Mayor Teresa Tomlinson said TSPLOST was hotly debated in Columbus, in part because much of the money raised within the city will be used elsewhere in the 16-county area.
“But in the end, the voters wanted the investment now and they are seeing that pay off,” Tomlinson said. “It may not be an ideal system in every voter’s mind, but the juice is worth the squeeze.”
The tax has only been collected since Jan. 1, 2013. Yet city officials said they are already seeing benefits. They have used some of the tax money to repair bridges and have started preliminary work on several projects on the city’s to-do list.
Reviving the TSPLOST in other regions is still a possibility that would require no action from the committee, according to its co-chair Rep. Jay Roberts, R-Ocilla, because the enabling legislation is still on the books.
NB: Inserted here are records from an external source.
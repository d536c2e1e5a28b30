//! Runtime-independent deadline helper.

use std::future::Future;
use std::time::Duration;

/// Run `fut` with a deadline. Returns `None` when the deadline wins.
///
/// The losing future is dropped, which cancels it.
pub async fn with_timeout<F, T>(duration: Duration, fut: F) -> Option<T>
where
    F: Future<Output = T>,
{
    smol::future::or(async { Some(fut.await) }, async {
        smol::Timer::after(duration).await;
        None
    })
    .await
}
//! Local filesystem storage implementation using OpenDAL.
//!
//! Used for development and tests. Files cannot be signed, so `presigned_url`
//! hands out plain `file://` URLs.

use anyhow::{Result, anyhow};
use async_trait::async_trait;
use opendal::Operator;
use opendal::layers::LoggingLayer;
use opendal::services::Fs;
use std::path::Path;
use std::time::Duration;

use super::operator::{OperatorSlot, delete_paths, delete_prefix, list_files, normalize_path};
use super::traits::StorageConnection;
use super::types::{ObjectInfo, StorageConfig, StorageParams, StorageType};

/// Local filesystem storage connection implementation.
pub struct LocalFsStorage {
    config: StorageConfig,
    operator: OperatorSlot,
}

impl LocalFsStorage {
    /// Create a new local filesystem storage connection.
    pub fn new(config: StorageConfig) -> Self {
        Self {
            config,
            operator: OperatorSlot::default(),
        }
    }

    fn root_path(&self) -> Result<&Path> {
        match &self.config.params {
            StorageParams::LocalFs { root_path } => Ok(root_path),
            _ => Err(anyhow!("Invalid storage params for LocalFs")),
        }
    }

    fn build_operator(&self) -> Result<Operator> {
        let root_path = self.root_path()?;

        let builder = Fs::default().root(
            root_path
                .to_str()
                .ok_or_else(|| anyhow!("Invalid path encoding"))?,
        );

        let op = Operator::new(builder)?
            .layer(LoggingLayer::default())
            .finish();

        Ok(op)
    }

    fn file_url(&self, path: &str) -> Result<String> {
        let full_path = self.root_path()?.join(normalize_path(path));
        url::Url::from_file_path(&full_path)
            .map(|u| u.to_string())
            .map_err(|_| anyhow!("Cannot build a file URL for {}", full_path.display()))
    }
}

#[async_trait]
impl StorageConnection for LocalFsStorage {
    fn storage_type(&self) -> StorageType {
        StorageType::LocalFs
    }

    fn storage_config(&self) -> &StorageConfig {
        &self.config
    }

    async fn connect(&self) -> Result<()> {
        let root = self.root_path()?;
        if !root.is_dir() {
            return Err(anyhow!("Directory does not exist: {}", root.display()));
        }

        let op = self.build_operator()?;
        self.operator.set(Some(op)).await;
        Ok(())
    }

    async fn disconnect(&self) -> Result<()> {
        self.operator.set(None).await;
        Ok(())
    }

    async fn is_connected(&self) -> bool {
        self.operator.is_set().await
    }

    async fn list_recursive(&self, path: &str) -> Result<Vec<ObjectInfo>> {
        let op = self.operator.get().await?;
        list_files(&op, path).await
    }

    async fn delete_many(&self, paths: &[String]) -> Result<()> {
        let op = self.operator.get().await?;
        delete_paths(&op, paths).await
    }

    async fn delete_prefix(&self, prefix: &str) -> Result<()> {
        let op = self.operator.get().await?;
        delete_prefix(&op, prefix).await
    }

    async fn presigned_url(&self, path: &str, _ttl: Duration) -> Result<String> {
        self.file_url(path)
    }

    fn object_uri(&self, path: &str) -> String {
        self.file_url(path)
            .unwrap_or_else(|_| format!("file:///{}", normalize_path(path)))
    }
}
Roberts said it is “one tool in the tool chest.” The committee could also consider legislation to enable two or more counties — rather than the large multi-county regions created under the TSPLOST law — to band together to pass a transportation sales tax for selected projects. Or legislators could pass a law enabling counties to impose a transportation sales tax of less than one cent on the dollar (the law currently provides for a full penny only, not a fraction of a cent).
Roberts still hopes to find a reliable statewide revenue generator. That could involve a gasoline sales tax increase; some sort of user fee for drivers that includes fees on alternative vehicles; or recapturing 1 percent of motor fuel tax money that currently goes into the general fund (about $182 million a year). He believes the state Department of Transportation needs between $750 million and $1 billion more a year for Georgia to grow and stay competitive.
‘I say watch them grow’
The 2012 TSPLOST failed in nine of 12 regions of the state despite strong backing from the business community and most of the state’s leading politicians. The tax would have raised about $7.2 billion for metro Atlanta’s transportation needs.
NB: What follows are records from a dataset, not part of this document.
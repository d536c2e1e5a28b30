//! MongoBI catalog queries.
//!
//! Each MongoDB database is a MySQL schema; queries are scoped to `DATABASE()`.
//! `COLUMN_TYPE` is reported instead of `DATA_TYPE` so `tinyint(1)` stays
//! distinguishable from other integers.

use crate::driver::CatalogQueries;

pub(crate) const CATALOG: CatalogQueries = CatalogQueries {
    list_tables: r#"
        SELECT
            TABLE_SCHEMA AS table_schema,
            TABLE_NAME AS table_name,
            TABLE_TYPE AS table_type
        FROM information_schema.TABLES
        WHERE TABLE_SCHEMA = DATABASE()
        ORDER BY TABLE_NAME
    "#,
    columns: r#"
        SELECT
            TABLE_SCHEMA AS table_schema,
            TABLE_NAME AS table_name,
            COLUMN_NAME AS column_name,
            COLUMN_TYPE AS data_type,
            IS_NULLABLE AS is_nullable,
            ORDINAL_POSITION AS ordinal_position
        FROM information_schema.COLUMNS"#,
    scope: "TABLE_SCHEMA = DATABASE()",
    schema_column: "TABLE_SCHEMA",
    table_column: "TABLE_NAME",
    default_schema: "DATABASE()",
    create_schema: "CREATE DATABASE IF NOT EXISTS",
};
Opponents of the plan — the odd bedfellows of the NAACP, Sierra Club and Tea Party — criticized the makeup of the counties in each region, the project list and the process by which the projects were chosen.
Debbie Dooley, who led part of the opposition to the T-SPLOST as national coordinator of the Tea Party Patriots, said the group would oppose TSPLOST again if it involved the same regional makeup. But she would be in favor of allowing a few counties to join together to pass a transportation tax for local priorities.
“We believe it should be up to the counties to decide who they want to partner with for their transportation projects and be allowed to levy taxes, even a fourth of a percent of a tax,” Dooley said.
Gov. Nathan Deal has said the three regions that passed the TSPLOST — the Augusta area, Columbus and the Dublin, Jesup and Vidalia area in east central Georgia — made the smart choice.
The River Valley district has budgeted $381 million for 23 projects based on the sales tax revenue. The Augusta area has budgeted $539 million for 84 projects. The Dublin/Jesup/Vidalia region has budgeted $256 million for 764 projects.
“I say watch them grow, ” Deal said in 2012.
His November opponent, Jason Carter, reiterated his interest in reviving the transportation sales tax after a speech to Gwinnett County business leaders on Tuesday.
“We have to revisit a TSPLOST of some kind, and we have to revisit it in a way that would change the political environment,” Carter said. “Folks just don’t trust the political environment.”